Reproduce the records below exactly, but only between the lines holding "for the page" and "info!(sequence = %config.sequence, policy", inclusive.

[Start of section]

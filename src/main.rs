//! konami-trigger: terminal host for the key-sequence trigger
//!
//! Mounts one wrapped subject (a status line standing in for the page
//! layout), captures keys from the terminal and prints each mode change as a
//! JSON line on stdout. Logs go to stderr.
//!
//! Configuration:
//! - `KONAMI_SEQUENCE`: comma-separated key names (default: the Konami code)
//! - `KONAMI_RESET`: `sticky` (default) or `rearm`
//! - `RUST_LOG`: log filter (default: info)

use std::io::Write;

use anyhow::{Context, Result};
use tokio::sync::{broadcast, mpsc};
use tracing::{info, warn};
use tracing_subscriber::EnvFilter;

use konami_trigger::input::{forward_keys, TerminalListener};
use konami_trigger::lifecycle::ShutdownSignal;
use konami_trigger::{Activation, Config, KeyDispatcher, TriggerEvent};

#[tokio::main(flavor = "current_thread")]
async fn main() -> Result<()> {
    // Initialize logging
    tracing_subscriber::fmt()
        .with_env_filter(
            EnvFilter::try_from_default_env()
                .unwrap_or_else(|_| EnvFilter::new("info"))
        )
        .with_writer(std::io::stderr)
        .init();

    info!(
        version = env!("CARGO_PKG_VERSION"),
        "konami-trigger starting"
    );

    let config = Config::load().context("failed to load configuration")?;
    info!(sequence = %config.sequence, policy = %config.reset, "configuration loaded");

    let mut shutdown = ShutdownSignal::new().context("failed to register signal handlers")?;

    // Terminal listener -> dispatcher
    let (key_tx, mut key_rx) = mpsc::channel(32);
    // Trigger -> presentation
    let (event_tx, mut event_rx) = broadcast::channel::<TriggerEvent>(16);

    let dispatcher = KeyDispatcher::new();
    let subject = Activation::activate(&dispatcher, &config, event_tx);
    render(&subject, None);

    let listener = TerminalListener::new(key_tx);
    listener.start().context("failed to start key listener")?;

    info!("type the sequence; Ctrl+C to quit");

    tokio::select! {
        exit = forward_keys(&mut key_rx, &dispatcher) => {
            info!(?exit, "key stream ended");
        }

        _ = async {
            loop {
                match event_rx.recv().await {
                    Ok(event) => render(&subject, Some(&event)),
                    Err(broadcast::error::RecvError::Lagged(n)) => {
                        warn!(skipped = n, "trigger event receiver lagged");
                    }
                    Err(broadcast::error::RecvError::Closed) => break,
                }
            }
        } => {
            info!("trigger event stream closed");
        }

        _ = shutdown.wait() => {
            info!("shutdown signal received");
        }
    }

    // Cleanup
    info!("shutting down...");

    drop(key_rx);
    listener.stop();
    subject.deactivate();

    info!("konami-trigger stopped");

    Ok(())
}

/// Print the event (if any) and the subject's current mode
fn render(subject: &Activation, event: Option<&TriggerEvent>) {
    let mut out = std::io::stdout().lock();
    if let Err(e) = write_frame(&mut out, subject.is_unlocked(), event) {
        warn!(?e, "failed to render mode");
    }
}

/// Lines end in CRLF because the terminal is in raw mode
fn write_frame(out: &mut impl Write, unlocked: bool, event: Option<&TriggerEvent>) -> Result<()> {
    if let Some(event) = event {
        let json = serde_json::to_string(event)?;
        write!(out, "{json}\r\n")?;
    }
    let mode = if unlocked { "konami" } else { "default" };
    write!(out, "mode: {mode}\r\n")?;
    out.flush()?;
    Ok(())
}

#[cfg(test)]
mod tests {
    use super::*;

    #[test]
    fn test_write_frame_with_event() {
        let mut out = Vec::new();
        let event = TriggerEvent::Unlocked { keys_seen: 10 };
        write_frame(&mut out, true, Some(&event)).unwrap();
        assert_eq!(
            String::from_utf8(out).unwrap(),
            "{\"type\":\"unlocked\",\"keys_seen\":10}\r\nmode: konami\r\n"
        );
    }

    #[test]
    fn test_write_frame_status_only() {
        let mut out = Vec::new();
        write_frame(&mut out, false, None).unwrap();
        assert_eq!(String::from_utf8(out).unwrap(), "mode: default\r\n");
    }
}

[End of section]

- [Output for this task]
//! Mounts one wrapped subject (a status line standing in for the page
//! layout), captures keys from the terminal and prints each mode change as a
//! JSON line on stdout. Logs go to stderr.
//!
//! Configuration:
//! - `KONAMI_SEQUENCE`: comma-separated key names (default: the Konami code)
//! - `KONAMI_RESET`: `sticky` (default) or `rearm`
//! - `RUST_LOG`: log filter (default: info)

use std::io::Write;

use anyhow::{Context, Result};
use tokio::sync::{broadcast, mpsc};
use tracing::{info, warn};
use tracing_subscriber::EnvFilter;

use konami_trigger::input::{forward_keys, TerminalListener};
use konami_trigger::lifecycle::ShutdownSignal;
use konami_trigger::{Activation, Config, KeyDispatcher, TriggerEvent};

#[tokio::main(flavor = "current_thread")]
async fn main() -> Result<()> {
    // Initialize logging
    tracing_subscriber::fmt()
        .with_env_filter(
            EnvFilter::try_from_default_env()
                .unwrap_or_else(|_| EnvFilter::new("info"))
        )
        .with_writer(std::io::stderr)
        .init();

    info!(
        version = env!("CARGO_PKG_VERSION"),
        "konami-trigger starting"
    );

    let config = Config::load().context("failed to load configuration")?;
    info!(sequence = %config.sequence, policy = %config.reset, "configuration loaded");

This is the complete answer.